• _WORK ORDER_
Output the data word for word. Begin at its first line and end at the line with "use crate::error::AxisError;".

• _MATERIAL SHOWN_
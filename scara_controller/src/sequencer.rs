//! Composite motion sequencer.
//!
//! Pick, place and vision-pick expand into a short list of [`SequenceStep`]s
//! that run one after another. A step starts only once every axis channel is
//! idle, and a gripper step additionally waits for the servo settle time, so
//! sub-steps never overlap. The sequencer never blocks; it is polled once per
//! tick.
//!
//! ## Phases
//!
//! ```text
//! Pick(x,y):  MoveTo(x,y,safe,fast) → MoveTo(x,y,0,slow) → Gripper(closed) → MoveTo(x,y,safe,fast)
//! Place(x,y): MoveTo(x,y,safe,fast) → MoveTo(x,y,0,slow) → Gripper(open)   → MoveTo(x,y,safe,fast)
//! ```

use std::time::Duration;

use scara_common::config::{GripperConfig, SequenceConfig};
use scara_common::protocol::{CommandError, Reply};
use tracing::{debug, info};

use crate::error::AxisError;

/// Longest expansion (pick / place).
pub const MAX_SEQUENCE_STEPS: usize = 4;

/// One sub-step of a composite command.
#[derive(Debug, Clone, Copy, PartialEq)]
pub enum SequenceStep {
    /// Absolute move of all axes [mm] at a 0–100 speed setting.
    MoveTo { x: f64, y: f64, z: f64, speed: u8 },
    /// Gripper angle [deg].
    Gripper { angle: f64 },
}

/// Parameters shared by the pick / place expansions.
#[derive(Debug, Clone, Copy, PartialEq)]
pub struct SequenceParams {
    pub safe_height: f64,
    pub fast_speed: u8,
    pub slow_speed: u8,
    pub open_angle: f64,
    pub closed_angle: f64,
    pub settle: Duration,
}

impl SequenceParams {
    pub fn new(sequence: &SequenceConfig, gripper: &GripperConfig) -> Self {
        Self {
            safe_height: sequence.safe_height,
            fast_speed: sequence.fast_speed,
            slow_speed: sequence.slow_speed,
            open_angle: gripper.open_angle,
            closed_angle: gripper.closed_angle,
            settle: Duration::from_millis(gripper.settle_ms),
        }
    }
}

/// Ordered steps plus a cursor.
#[derive(Debug, Clone, PartialEq)]
pub struct Sequence {
    steps: heapless::Vec<SequenceStep, MAX_SEQUENCE_STEPS>,
    cursor: usize,
    /// Reply sent when the last step completes; `None` if the originating
    /// line was already acknowledged.
    completion: Option<Reply>,
    /// Originating line, echoed in abort reports.
    raw: String,
}

impl Sequence {
    fn from_steps(steps: &[SequenceStep], completion: Option<Reply>, raw: &str) -> Self {
        let mut list = heapless::Vec::new();
        for step in steps.iter().take(MAX_SEQUENCE_STEPS) {
            // Capacity is checked by `take`.
            let _ = list.push(*step);
        }
        Self {
            steps: list,
            cursor: 0,
            completion,
            raw: raw.to_string(),
        }
    }

    /// Single absolute move, acknowledged at accept time.
    pub fn move_to(x: f64, y: f64, z: f64, speed: u8, raw: &str) -> Self {
        Self::from_steps(&[SequenceStep::MoveTo { x, y, z, speed }], None, raw)
    }

    /// Descend at `(x, y)`, close the gripper, lift. Replies `OK` when done.
    pub fn pick(x: f64, y: f64, params: &SequenceParams, raw: &str) -> Self {
        Self::grasp(x, y, params.closed_angle, params, raw)
    }

    /// Descend at `(x, y)`, open the gripper, lift. Replies `OK` when done.
    pub fn place(x: f64, y: f64, params: &SequenceParams, raw: &str) -> Self {
        Self::grasp(x, y, params.open_angle, params, raw)
    }

    fn grasp(x: f64, y: f64, angle: f64, p: &SequenceParams, raw: &str) -> Self {
        let above = SequenceStep::MoveTo {
            x,
            y,
            z: p.safe_height,
            speed: p.fast_speed,
        };
        let steps = [
            above,
            SequenceStep::MoveTo {
                x,
                y,
                z: 0.0,
                speed: p.slow_speed,
            },
            SequenceStep::Gripper { angle },
            above,
        ];
        Self::from_steps(&steps, Some(Reply::Ok), raw)
    }

    #[inline]
    pub fn steps(&self) -> &[SequenceStep] {
        &self.steps
    }

    #[inline]
    pub fn raw(&self) -> &str {
        &self.raw
    }

    /// Steps not started yet.
    #[inline]
    pub fn remaining(&self) -> usize {
        self.steps.len() - self.cursor
    }

    fn next_step(&mut self) -> Option<SequenceStep> {
        let step = self.steps.get(self.cursor).copied();
        if step.is_some() {
            self.cursor += 1;
        }
        step
    }
}

/// The part of the machine a sequence drives.
pub trait MotionPlant {
    /// No axis channel has steps pending.
    fn axes_idle(&self) -> bool;

    /// Start an absolute move of all axes [mm] at a 0–100 speed setting.
    fn begin_move(&mut self, x: f64, y: f64, z: f64, speed: u8) -> Result<(), AxisError>;

    /// Command the gripper angle [deg].
    fn set_gripper(&mut self, angle: f64);
}

/// Runs at most one [`Sequence`] at a time.
#[derive(Debug, Clone)]
pub struct Sequencer {
    active: Option<Sequence>,
    settle: Duration,
    /// Remaining servo settle time before the next step.
    settling: Option<Duration>,
}

impl Sequencer {
    pub fn new(settle: Duration) -> Self {
        Self {
            active: None,
            settle,
            settling: None,
        }
    }

    #[inline]
    pub const fn is_busy(&self) -> bool {
        self.active.is_some()
    }

    #[inline]
    pub fn active(&self) -> Option<&Sequence> {
        self.active.as_ref()
    }

    /// Accept a sequence; refused while another one is in flight.
    pub fn enqueue(&mut self, sequence: Sequence) -> Result<(), CommandError> {
        if let Some(current) = &self.active {
            debug!(current = current.raw(), "sequencer busy");
            return Err(CommandError::rejected("busy", sequence.raw()));
        }
        debug!(raw = sequence.raw(), steps = sequence.steps().len(), "sequence accepted");
        self.active = Some(sequence);
        self.settling = None;
        Ok(())
    }

    /// Discard the remaining steps.
    ///
    /// Returns the abort report if the originating line is still waiting
    /// for its reply.
    pub fn abort(&mut self) -> Option<Reply> {
        self.settling = None;
        let sequence = self.active.take()?;
        info!(raw = sequence.raw(), remaining = sequence.remaining(), "sequence aborted");
        sequence
            .completion
            .as_ref()
            .map(|_| Reply::Error(CommandError::rejected("sequence aborted", sequence.raw())))
    }

    /// Advance by one tick. Returns the completion (or abort) reply when the
    /// sequence ends in this tick.
    pub fn tick<P: MotionPlant + ?Sized>(&mut self, dt: Duration, plant: &mut P) -> Option<Reply> {
        if self.active.is_none() {
            return None;
        }

        if let Some(left) = self.settling {
            match left.checked_sub(dt) {
                Some(rest) if !rest.is_zero() => {
                    self.settling = Some(rest);
                    return None;
                }
                _ => self.settling = None,
            }
        }

        if !plant.axes_idle() {
            return None;
        }

        let sequence = self.active.as_mut()?;
        match sequence.next_step() {
            Some(SequenceStep::MoveTo { x, y, z, speed }) => {
                debug!(x, y, z, speed, "sequence move");
                if plant.begin_move(x, y, z, speed).is_err() {
                    return self.abort();
                }
                None
            }
            Some(SequenceStep::Gripper { angle }) => {
                debug!(angle, "sequence gripper");
                plant.set_gripper(angle);
                self.settling = Some(self.settle);
                None
            }
            None => {
                let done = self.active.take()?;
                debug!(raw = done.raw(), "sequence complete");
                done.completion
            }
        }
    }
}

• _YOUR RESPONSE_
filename scara_controller/src/sequencer.rs
//! Composite motion sequencer.
//!
//! Pick, place and vision-pick expand into a short list of [`SequenceStep`]s
//! that run one after another. A step starts only once every axis channel is
//! idle, and a gripper step additionally waits for the servo settle time, so
//! sub-steps never overlap. The sequencer never blocks; it is polled once per
//! tick.
//!
//! ## Phases
//!
//! ```text
//! Pick(x,y):  MoveTo(x,y,safe,fast) → MoveTo(x,y,0,slow) → Gripper(closed) → MoveTo(x,y,safe,fast)
//! Place(x,y): MoveTo(x,y,safe,fast) → MoveTo(x,y,0,slow) → Gripper(open)   → MoveTo(x,y,safe,fast)
//! ```

use std::time::Duration;

use scara_common::config::{GripperConfig, SequenceConfig};
use scara_common::protocol::{CommandError, Reply};
use tracing::{debug, info};

use crate::error::AxisError;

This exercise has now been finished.